Doctor Jane Grant gained her doctorate in 2001 with a study on the governance of women’s organisations over time. It was something she had practice in, helping to form and then run the National Alliance of Women’s Organisations for a decade from 1984.
Last year, she published In the Steps of Exceptional Women, a biography of the Fawcett Society from 1866 – 2016. A good place to buy that online, of course, is the women’s worker co-operative News from Nowhere – or the Fawcett Society’s own online bookstore.
After a conversation on governance in social movements, Jane passed me a precious hard copy of her 2001 dissertation: Governance, Continuity and Change in the Organised Women’s Movement. An original is preserved in the Women’s Library, which is now at the LSE and which she helped to champion, along with others such as Mary Stott, celebrated journalist who was the first editor of the Guardian’s women’s page and a longstanding contributor to Co-operative News. There is also a summary online, for the Centre for Institutional Studies.

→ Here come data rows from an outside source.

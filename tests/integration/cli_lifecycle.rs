//! CLI-level sandbox lifecycle against a live Docker daemon.

use predicates::prelude::*;

use crate::common::{docker_available, TestHome};

fn seeded_home() -> TestHome {
    let home = TestHome::new();
    home.write_config(r#"{"per_agent_overrides": {"claude": "alpine:3.20"}}"#);
    home
}

#[test]
fn create_list_delete_round_trip() {
    if !docker_available() {
        eprintln!("skipping: docker not available");
        return;
    }
    let home = seeded_home();

    home.vibekit()
        .args([
            "local", "create", "--name", "it-lifecycle", "--agent", "claude",
        ])
        .assert()
        .success()
        .stdout(predicate::str::contains("it-lifecycle"));

    home.vibekit()
        .args(["local", "list"])
        .assert()
        .success()
        .stdout(predicate::str::contains("it-lifecycle"))
        .stdout(predicate::str::contains("claude"));

    home.vibekit()
        .args(["local", "list", "--agent", "codex"])
        .assert()
        .success()
        .stdout(predicate::str::contains("it-lifecycle").not());

    home.vibekit()
        .args(["local", "list", "--json"])
        .assert()
        .success()
        .stdout(predicate::str::contains("\"agent\": \"claude\""));

    home.vibekit()
        .args(["local", "delete", "it-lifecycle", "--force"])
        .assert()
        .success()
        .stdout(predicate::str::contains("deleted it-lifecycle"));

    home.vibekit()
        .args(["local", "list"])
        .assert()
        .success()
        .stdout(predicate::str::contains("it-lifecycle").not());
}

#[test]
fn run_prints_buffered_output_and_propagates_exit_code() {
    if !docker_available() {
        eprintln!("skipping: docker not available");
        return;
    }
    let home = seeded_home();

    home.vibekit()
        .args([
            "local", "run", "--agent", "claude", "--command", "echo from-sandbox",
        ])
        .assert()
        .success()
        .stdout(predicate::str::contains("from-sandbox"));

    home.vibekit()
        .args(["local", "run", "--agent", "claude", "--command", "exit 7"])
        .assert()
        .code(7);
}

#[test]
fn dangerous_command_is_rejected() {
    if !docker_available() {
        eprintln!("skipping: docker not available");
        return;
    }
    let home = seeded_home();

    home.vibekit()
        .args(["local", "run", "--agent", "claude", "--command", "rm -rf /"])
        .assert()
        .code(1)
        .stderr(predicate::str::contains("rejected"));
}
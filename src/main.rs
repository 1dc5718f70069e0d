use clap::{CommandFactory, Parser};
use vibekit::cli::{AuthCommands, Cli, Commands, LocalCommands};
use vibekit::commands;

#[tokio::main]
async fn main() {
    // Initialize tracing subscriber with env-filter support.
    tracing_subscriber::fmt()
        .with_env_filter(
            tracing_subscriber::EnvFilter::try_from_default_env()
                .unwrap_or_else(|_| tracing_subscriber::EnvFilter::new("info")),
        )
        .with_target(false)
        .init();

    let cli = Cli::parse();
    let home = cli.global.home.as_deref();

    let result = match cli.command {
        Commands::Auth { command } => match command {
            AuthCommands::Login { provider } => commands::auth::login(home, &provider).await,
            AuthCommands::Logout { provider } => commands::auth::logout(home, &provider),
            AuthCommands::Status { provider } => commands::auth::status(home, provider),
            AuthCommands::Verify { provider } => commands::auth::verify(home, &provider).await,
            AuthCommands::Export { provider, format } => {
                commands::auth::export(home, &provider, &format)
            }
            AuthCommands::Import {
                provider,
                env,
                token,
                refresh,
                file,
            } => commands::auth::import(home, &provider, env, token, refresh, file).await,
        },
        Commands::Local { command } => match command {
            LocalCommands::Create {
                name,
                agent,
                working_directory,
                env,
            } => commands::local::create(home, name, agent, working_directory, env).await,
            LocalCommands::List {
                status,
                agent,
                branch,
                json,
            } => commands::local::list(home, status, agent, branch, json).await,
            LocalCommands::Delete {
                names,
                force,
                all,
                interactive,
            } => commands::local::delete(home, names, force, all, interactive).await,
            LocalCommands::Run {
                sandbox,
                command,
                agent,
                streaming,
            } => commands::local::run(home, sandbox, command, agent, streaming).await,
        },
        Commands::Setup {
            agents,
            skip_prebuild,
            registry,
            upload,
        } => commands::setup_cmd::run(home, agents, skip_prebuild, registry, upload).await,
        Commands::Completions { shell } => {
            let mut command = Cli::command();
            let name = command.get_name().to_string();
            clap_complete::generate(shell, &mut command, name, &mut std::io::stdout());
            Ok(())
        }
    };

    if let Err(e) = result {
        eprintln!("Error: {:#}", e);
        std::process::exit(1);
    }
}
use async_trait::async_trait;
use chrono::Utc;
use serde::Deserialize;

use crate::auth::token::TokenRecord;
use crate::auth::AuthError;

/// OAuth endpoints and client identity for one provider.
#[derive(Debug, Clone)]
pub struct OAuthConfig {
    pub provider: String,
    pub client_id: String,
    pub authorize_url: String,
    pub token_url: String,
    pub redirect_uri: String,
    pub scopes: Vec<String>,
}

impl OAuthConfig {
    /// Built-in endpoints for known providers, overridable through
    /// `VIBEKIT_OAUTH_*` for anything else.
    pub fn for_provider(provider: &str) -> Option<OAuthConfig> {
        match provider {
            "anthropic" => Some(OAuthConfig {
                provider: provider.to_string(),
                client_id: "9d1c250a-e61b-44d9-88ed-5944d1962f5e".to_string(),
                authorize_url: "https://claude.ai/oauth/authorize".to_string(),
                token_url: "https://console.anthropic.com/v1/oauth/token".to_string(),
                redirect_uri: "https://console.anthropic.com/oauth/code/callback".to_string(),
                scopes: vec![
                    "org:create_api_key".to_string(),
                    "user:profile".to_string(),
                    "user:inference".to_string(),
                ],
            }),
            _ => Self::from_env(provider),
        }
    }

    fn from_env(provider: &str) -> Option<OAuthConfig> {
        let get = |name: &str| std::env::var(name).ok().filter(|v| !v.is_empty());
        Some(OAuthConfig {
            provider: provider.to_string(),
            client_id: get("VIBEKIT_OAUTH_CLIENT_ID")?,
            authorize_url: get("VIBEKIT_OAUTH_AUTHORIZE_URL")?,
            token_url: get("VIBEKIT_OAUTH_TOKEN_URL")?,
            redirect_uri: get("VIBEKIT_OAUTH_REDIRECT_URI")
                .unwrap_or_else(|| "http://localhost:54545/callback".to_string()),
            scopes: get("VIBEKIT_OAUTH_SCOPES")
                .map(|s| s.split_whitespace().map(str::to_string).collect())
                .unwrap_or_default(),
        })
    }

    /// Authorization URL presented to the user, carrying the PKCE
    /// challenge and state nonce.
    pub fn authorization_url(&self, challenge: &str, state: &str) -> String {
        let mut url = format!(
            "{}?code=true&client_id={}&response_type=code&redirect_uri={}&code_challenge={}&code_challenge_method=S256&state={}",
            self.authorize_url,
            self.client_id,
            urlencode(&self.redirect_uri),
            challenge,
            state,
        );
        if !self.scopes.is_empty() {
            url.push_str("&scope=");
            url.push_str(&urlencode(&self.scopes.join(" ")));
        }
        url
    }
}

fn urlencode(value: &str) -> String {
    let mut out = String::with_capacity(value.len());
    for byte in value.bytes() {
        match byte {
            b'A'..=b'Z' | b'a'..=b'z' | b'0'..=b'9' | b'-' | b'_' | b'.' | b'~' => {
                out.push(byte as char)
            }
            other => out.push_str(&format!("%{other:02X}")),
        }
    }
    out
}

/// The token endpoint of the provider: code exchange and refresh. Behind a
/// trait so the refresh machinery is testable without the network.
#[async_trait]
pub trait TokenEndpoint: Send + Sync {
    async fn exchange_code(
        &self,
        code: &str,
        state: &str,
        verifier: &str,
    ) -> Result<TokenRecord, AuthError>;

    async fn refresh(&self, refresh_token: &str) -> Result<TokenRecord, AuthError>;
}

#[derive(Debug, Deserialize)]
struct TokenResponse {
    access_token: String,
    #[serde(default)]
    refresh_token: Option<String>,
    #[serde(default)]
    token_type: Option<String>,
    #[serde(default)]
    expires_in: Option<u64>,
    #[serde(default)]
    scope: Option<String>,
}

impl TokenResponse {
    fn into_record(self) -> TokenRecord {
        TokenRecord {
            access_token: self.access_token,
            refresh_token: self.refresh_token,
            token_type: self.token_type.unwrap_or_else(|| "Bearer".to_string()),
            expires_in: self.expires_in,
            scope: self.scope,
            issued_at_ms: Utc::now().timestamp_millis(),
        }
    }
}

/// Real HTTP client against the provider's token endpoint.
pub struct HttpTokenEndpoint {
    config: OAuthConfig,
    client: reqwest::Client,
}

impl HttpTokenEndpoint {
    pub fn new(config: OAuthConfig) -> Self {
        HttpTokenEndpoint {
            config,
            client: reqwest::Client::new(),
        }
    }

    async fn post_token(
        &self,
        body: serde_json::Value,
        failure: fn(String) -> AuthError,
    ) -> Result<TokenRecord, AuthError> {
        let response = self
            .client
            .post(&self.config.token_url)
            .json(&body)
            .send()
            .await
            .map_err(|e| failure(e.to_string()))?;

        let status = response.status();
        if !status.is_success() {
            let text = response.text().await.unwrap_or_default();
            return Err(failure(format!("{status}: {}", text.trim())));
        }

        let parsed: TokenResponse = response
            .json()
            .await
            .map_err(|e| AuthError::MalformedToken {
                reason: format!("token endpoint response: {e}"),
            })?;
        Ok(parsed.into_record())
    }
}

#[async_trait]
impl TokenEndpoint for HttpTokenEndpoint {
    async fn exchange_code(
        &self,
        code: &str,
        state: &str,
        verifier: &str,
    ) -> Result<TokenRecord, AuthError> {
        let body = serde_json::json!({
            "grant_type": "authorization_code",
            "code": code,
            "state": state,
            "client_id": self.config.client_id,
            "redirect_uri": self.config.redirect_uri,
            "code_verifier": verifier,
        });
        self.post_token(body, |reason| AuthError::RefreshFailed { reason })
            .await
    }

    async fn refresh(&self, refresh_token: &str) -> Result<TokenRecord, AuthError> {
        let body = serde_json::json!({
            "grant_type": "refresh_token",
            "refresh_token": refresh_token,
            "client_id": self.config.client_id,
        });
        self.post_token(body, |reason| AuthError::RefreshFailed { reason })
            .await
    }
}

#[cfg(test)]
mod tests {
    use super::*;

    #[test]
    fn known_provider_has_builtin_config() {
        let config = OAuthConfig::for_provider("anthropic").unwrap();
        assert!(config.token_url.starts_with("https://"));
        assert!(!config.client_id.is_empty());
    }

    #[test]
    fn unknown_provider_without_env_is_none() {
        // No VIBEKIT_OAUTH_* in the test environment.
        assert!(OAuthConfig::for_provider("does-not-exist").is_none());
    }

    #[test]
    fn authorization_url_carries_pkce_and_state() {
        let config = OAuthConfig::for_provider("anthropic").unwrap();
        let url = config.authorization_url("CHALLENGE123", "STATE456");
        assert!(url.contains("code_challenge=CHALLENGE123"));
        assert!(url.contains("code_challenge_method=S256"));
        assert!(url.contains("state=STATE456"));
        assert!(url.contains("response_type=code"));
    }

    #[test]
    fn urlencode_escapes_reserved_characters() {
        assert_eq!(urlencode("a b/c"), "a%20b%2Fc");
        assert_eq!(urlencode("safe-._~"), "safe-._~");
    }

    #[test]
    fn token_response_defaults_token_type() {
        let parsed: TokenResponse =
            serde_json::from_str(r#"{"access_token": "t", "expires_in": 3600}"#).unwrap();
        let record = parsed.into_record();
        assert_eq!(record.token_type, "Bearer");
        assert_eq!(record.expires_in, Some(3600));
        assert!(record.issued_at_ms > 0);
    }
}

Governance is as important to formal organisations in the women’s movement as anywhere elsewhere. But there are some distinctive challenges, rooted in the values that lead those involved to organise in the first place.
In the cause of empowerment, there can be power disputes. In the cause of unity, there can be internal conflicts. For those committed, often intimately so at a personal level, the challenge of governance can be an acute one.
The context can make that more acute still. As with the the rest of the voluntary sector, women’s organisations have faced cuts and challenges of funding.
Recognising what she describes as “an illiteracy with power and difficulties in adapting structures in the face of new challenges”, governance in women’s organisations was something that Jane set out to study.
She took case studies of women’s organisations, eight traditional organisations from ‘first wave’ feminism, eight from the women’s movement in the 1970s and the Fawcett Society as a bridge between the two.
The traditional organisations were all membership based. Several, such as the Women’s Institute and Mothers’ Union still are. But all have been affected in more recent times by falling membership. One of these is the Co-operative Women’s Guild, which in England and Wales closed two years ago. In 1939, as I recounted in a recent blog post, it had a membership of 87,000. Writing in 2001, Jane described how its “once vibrant local branches” had dwindled to “Wednesday clubs for older ladies with little or no campaigning content.”
The Co-operative Women’s Guild was a success story for a long period of time. Models of membership though have to be renewed for changing circumstances – not least women’s changing circumstances, competing activities and a general decline in volunteering.
Many of the traditional organisations, such as the Soroptimists, while open and generous in their culture, were hierarchical in their organizational structures and governance. The 1970s introduced a more collective style. They began from the world as it ought to be, one in which gender hierarchies had been extinguished, rather than the world as it was.
Rape Crisis centres from the time operated on an egalitarian and inclusive basis. That could bring its own problems, and over time a more hybrid approach developed. By 2001, organisations such as the East London Black Women’s Organisation, an extraordinary institution itself that had faced periodic threats of violence, had developed models that were “basically hierarchical in structure, but women-centred, universally admired for a highly participative and supportive governance and management which seems to bring out the best in all concerned.”
Leadership has been central to the tensions of governance. “The women’s movement has had an ambivalent relationship with power and leadership” Jane explains. “In traditional organisations, these concepts were recognized as important – with models of very powerful women – but sometimes abused. In feminist organisations built on a participatory-democratic model, power and leadership were often rendered invisible… There is now a growing understanding that power exists in all organisations and can be both used or abused.”
What happens when things go wrong? Siobhan Riordan writes that “sisters are not always nice to each other; their positions and status are not always equal; and their relationships are not always supportive.” The best organisations, Jane concluded were those that created institutional solutions to conflict, lessening the chance of becoming locked into personalized disputes. An example from the Girlguiding, is a set of protocols for behaviour between staff and volunteers, welcoming difference but recognising what to do that turns to conflict.
Core to her research was to understand the factors by which organisations in social movements can endure over time. The organised women’s movement shares many of the challenges of other voluntary organisations, such as funding, structures and accountability, but experiences some challenges in a distinctive and acute way, especially those, Jane concludes, “around structure, power, leadership, income and conflict.”
Adapting, and simplifying what she says, for the purpose of a blog post, these are the eight criteria that emerge for measuring the success and effectiveness of a women’s organisation and its governance over time:
- Does it have a purpose which women see as relevant and important?
- Does it make a difference in the real world?
- Does it have a diverse and involved membership?
- Is it well-governed, able to deal with conflict?
- Is it able to evolve and adapt with the times?
- Is it accountable?
- Does it encourage partnership?
- Does it have the financial health to plan ahead?
What makes a brilliant women’s organisation is putting these into practice. As Monique Leroux, President of the International Co-operative Alliance, says “wishing for diversity simply will not do the trick, any more than wishing for nice weather. It takes strong measures and firm commitment.”